Now, for our corporate speech to God to succeed and be meaningful, there must be a plan for this speech, just as much as there must be a plan for the reading and preaching of his Word, and the singing of Psalms and hymns. This plan must be definitive where Scripture is definitive, and be planned wisely by the leadership of the church where the church must (or may) make choices.

This plan is traditionally called "liturgy."

The Upper Room; The Centrality of Corporate Worship

The "upper room" in ancient Middle Eastern houses and palaces has special qualities, because of the element of seclusion and privacy.

1) When Ehud, a judge in Israel (Judges 3), went to Eglon, King of Moab, to pay tribute, the Scripture states that Eglon was "sitting upstairs in his cool private chamber." This room is described as the "upper room" three times in the context. In this room Eglon, the oppressor of Israel, was killed by Ehud, and Israel was delivered from oppression.

2) When Elijah went to Zarephath and prophesied the unending supply of flour and oil for the widow, he stayed in an "upper room." (I Kings 17) He laid that widow's dead son on his own bed in his upper room, before he raised him from the dead.

3) Likewise, the Shunemite woman had a small "upper room" made for Elisha to stay in when he was in town. In this room, he also raised her son from the dead.

4) Daniel, prayed from his "upper room" before being cast into the den of lions. (Dan 6). He was delivered from death and returned to his "upper room" from which he had always prayed to God.

5) When Tabitha of Joppa died (Acts 9), she was laid in an upper room, in which Peter raises her from the dead.

Our acquaintance with the nature of such rooms, where privacy, prayer, judicial death and glorious resurrections of grace occur, now informs our look at passages which speak of worship:

1) It is related in Mark 14 and Luke 22 that Jesus sent his disciples to discover the location of a "guest room," which was a "large, upper room" all furnished, where they would prepare and eat the Passover, prior to our Lord's exodus. He speaks of his "fervent desire" to eat this Passover with them before he suffers. And, in this "upper room" he institutes his Supper.

2) In Acts 1, we find the group of about 120 disciples gathering and praying in an "upper room" as they wait in Jerusalem for the promise of the Spirit.

3) In Acts 20, the church is gathered in an "upper room" to hear Paul speak all night -- the night Eutychus fell from the window and was brought back from the dead by Paul.

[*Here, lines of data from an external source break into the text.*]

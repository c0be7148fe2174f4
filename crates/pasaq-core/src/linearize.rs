//! Piecewise-linear approximation of the quantal-response utility curves.
//!
//! For target `i` the defender's expected utility under coverage `x` is a
//! ratio of sums of `θ(i)·f1(i, x_i)` and `θ(i)·f2(i, x_i)` terms. Both
//! curves are replaced by their secants over `K` equal-width segments of
//! `[0, 1]`, so they become linear in the per-segment fill variables.

use crate::game::{GameError, PayoffMatrix};

/// Attacker value scale at zero coverage: `exp(λ·R_a)`
pub fn theta(i: usize, pm: &PayoffMatrix, lambda: f64) -> f64 {
    (lambda * pm.attacker_reward[i]).exp()
}

/// Defender value swing: `R_d − P_d`
pub fn alpha(i: usize, pm: &PayoffMatrix) -> f64 {
    pm.defender_reward[i] - pm.defender_penalty[i]
}

/// Attacker value slope: `λ·(R_a − P_a)`
pub fn beta(i: usize, pm: &PayoffMatrix, lambda: f64) -> f64 {
    lambda * (pm.attacker_reward[i] - pm.attacker_penalty[i])
}

pub fn f1(i: usize, x: f64, pm: &PayoffMatrix, lambda: f64) -> f64 {
    (-beta(i, pm, lambda) * x).exp()
}

pub fn f2(i: usize, x: f64, pm: &PayoffMatrix, lambda: f64) -> f64 {
    x * (-beta(i, pm, lambda) * x).exp()
}

/// Precomputed secant slopes for every (target, segment) pair
#[derive(Debug, Clone)]
pub struct Linearization {
    segments: usize,
    scaled_theta: Vec<f64>,
    alpha: Vec<f64>,
    f1_slopes: Vec<Vec<f64>>,
    f2_slopes: Vec<Vec<f64>>,
}

impl Linearization {
    pub fn new(pm: &PayoffMatrix, lambda: f64, segments: usize) -> Result<Self, GameError> {
        let targets = pm.require_targets()?;
        if segments == 0 {
            return Err(GameError::DegenerateInput("segment count must be positive".into()));
        }
        if !lambda.is_finite() || lambda < 0.0 {
            return Err(GameError::DegenerateInput(format!("invalid rationality {}", lambda)));
        }

        // θ relative to its largest value, in log space, so it never overflows
        let top = pm
            .attacker_reward
            .iter()
            .copied()
            .fold(f64::NEG_INFINITY, f64::max);
        let scaled_theta = (0..targets)
            .map(|i| (lambda * (pm.attacker_reward[i] - top)).exp())
            .collect::<Vec<f64>>();
        let alpha = (0..targets).map(|i| alpha(i, pm)).collect::<Vec<f64>>();

        let width = 1.0 / segments as f64;
        let slopes = |f: &dyn Fn(usize, f64) -> f64| -> Vec<Vec<f64>> {
            (0..targets)
                .map(|i| {
                    (0..segments)
                        .map(|k| {
                            let start = k as f64 * width;
                            let end = (k + 1) as f64 * width;
                            (f(i, end) - f(i, start)) / width
                        })
                        .collect::<Vec<f64>>()
                })
                .collect()
        };
        let f1_slopes = slopes(&|i, x| f1(i, x, pm, lambda));
        let f2_slopes = slopes(&|i, x| f2(i, x, pm, lambda));

        Ok(Self {
            segments,
            scaled_theta,
            alpha,
            f1_slopes,
            f2_slopes,
        })
    }

    pub fn segments(&self) -> usize {
        self.segments
    }

    pub fn num_targets(&self) -> usize {
        self.alpha.len()
    }

    pub fn segment_width(&self) -> f64 {
        1.0 / self.segments as f64
    }

    /// `θ(i) / max_j θ(j)`
    pub fn scaled_theta(&self, i: usize) -> f64 {
        self.scaled_theta[i]
    }

    pub fn alpha(&self, i: usize) -> f64 {
        self.alpha[i]
    }

    /// Secant slope of `f1` over segment `k` (0-based) of target `i`
    pub fn f1_slope(&self, i: usize, k: usize) -> f64 {
        self.f1_slopes[i][k]
    }

    /// Secant slope of `f2` over segment `k` (0-based) of target `i`
    pub fn f2_slope(&self, i: usize, k: usize) -> f64 {
        self.f2_slopes[i][k]
    }

    /// Split a coverage value into in-order segment fills
    pub fn fill(&self, x: f64) -> Vec<f64> {
        let width = self.segment_width();
        (0..self.segments)
            .map(|k| (x - k as f64 * width).clamp(0.0, width))
            .collect()
    }

    /// Piecewise-linear value of `f1(i, x)`
    pub fn approximate_f1(&self, i: usize, x: f64) -> f64 {
        let fill = self.fill(x);
        1.0 + fill.iter().enumerate().map(|(k, v)| v * self.f1_slope(i, k)).sum::<f64>()
    }

    /// Piecewise-linear value of `f2(i, x)`
    pub fn approximate_f2(&self, i: usize, x: f64) -> f64 {
        let fill = self.fill(x);
        fill.iter().enumerate().map(|(k, v)| v * self.f2_slope(i, k)).sum()
    }
}

#[cfg(test)]
mod tests {
    use super::*;

    fn payoffs() -> PayoffMatrix {
        PayoffMatrix::new(
            vec![30.0, 10.0],
            vec![-15.0, -5.0],
            vec![30.0, 8.0],
            vec![-30.0, -2.0],
        )
        .unwrap()
    }

    #[test]
    fn test_curve_parameters() {
        let pm = payoffs();
        assert_eq!(alpha(0, &pm), 45.0);
        assert_eq!(beta(1, &pm, 0.5), 5.0);
        assert!((theta(1, &pm, 0.5) - 4.0f64.exp()).abs() < 1e-9);
        assert_eq!(f1(0, 0.0, &pm, 0.5), 1.0);
        assert_eq!(f2(0, 0.0, &pm, 0.5), 0.0);
        assert!((f2(1, 0.5, &pm, 0.5) - 0.5 * (-2.5f64).exp()).abs() < 1e-12);
    }

    #[test]
    fn test_exact_at_breakpoints() {
        let pm = payoffs();
        let lin = Linearization::new(&pm, 0.5, 5).unwrap();
        for i in 0..2 {
            for k in 0..=5 {
                let x = k as f64 / 5.0;
                assert!((lin.approximate_f1(i, x) - f1(i, x, &pm, 0.5)).abs() < 1e-12);
                assert!((lin.approximate_f2(i, x) - f2(i, x, &pm, 0.5)).abs() < 1e-12);
            }
        }
    }

    #[test]
    fn test_secant_lies_above_convex_f1() {
        let pm = payoffs();
        let lin = Linearization::new(&pm, 0.5, 4).unwrap();
        for step in 0..=40 {
            let x = step as f64 / 40.0;
            assert!(lin.approximate_f1(1, x) >= f1(1, x, &pm, 0.5) - 1e-12);
        }
    }

    #[test]
    fn test_fill_is_in_order() {
        let pm = payoffs();
        let lin = Linearization::new(&pm, 0.5, 4).unwrap();
        let fill = lin.fill(0.6);
        assert_eq!(fill.len(), 4);
        assert_eq!(fill[0], 0.25);
        assert_eq!(fill[1], 0.25);
        assert!((fill[2] - 0.1).abs() < 1e-12);
        assert_eq!(fill[3], 0.0);
    }

    #[test]
    fn test_scaled_theta_is_relative_to_largest() {
        let pm = payoffs();
        let lin = Linearization::new(&pm, 0.5, 2).unwrap();
        assert_eq!(lin.scaled_theta(0), 1.0);
        let expected = theta(1, &pm, 0.5) / theta(0, &pm, 0.5);
        assert!((lin.scaled_theta(1) - expected).abs() < 1e-15);
    }

    #[test]
    fn test_rejects_degenerate_parameters() {
        let pm = payoffs();
        assert!(Linearization::new(&pm, 0.5, 0).is_err());
        assert!(Linearization::new(&pm, f64::NAN, 3).is_err());
        let empty = PayoffMatrix::new(vec![], vec![], vec![], vec![]).unwrap();
        assert!(matches!(
            Linearization::new(&empty, 0.5, 3),
            Err(GameError::DegenerateInput(_))
        ));
    }
}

We know from Daniel's example in his upper room, and Jesus' commands that we spend time in our own prayer closets, that individual worship plays a large part in the life of a Christian. But, the "upper room" gatherings are central and vital. It is where two are three are gathered in his name that Christ is specially "in the midst." In the "upper room" we meet our Lord as a body -- his body, and not just as individuals.

Corporate worship is not "individual worship in a group." It the worship of a group. It is there, especially, that we pray, as one, "Our Father, ... Give us this day our daily bread.  ... Lead us not into temptation, but deliver us from evil."  It is where the bread that we break is participation in the one body of Christ, and where the cup that we bless is participation in his blood (1 Cor 10).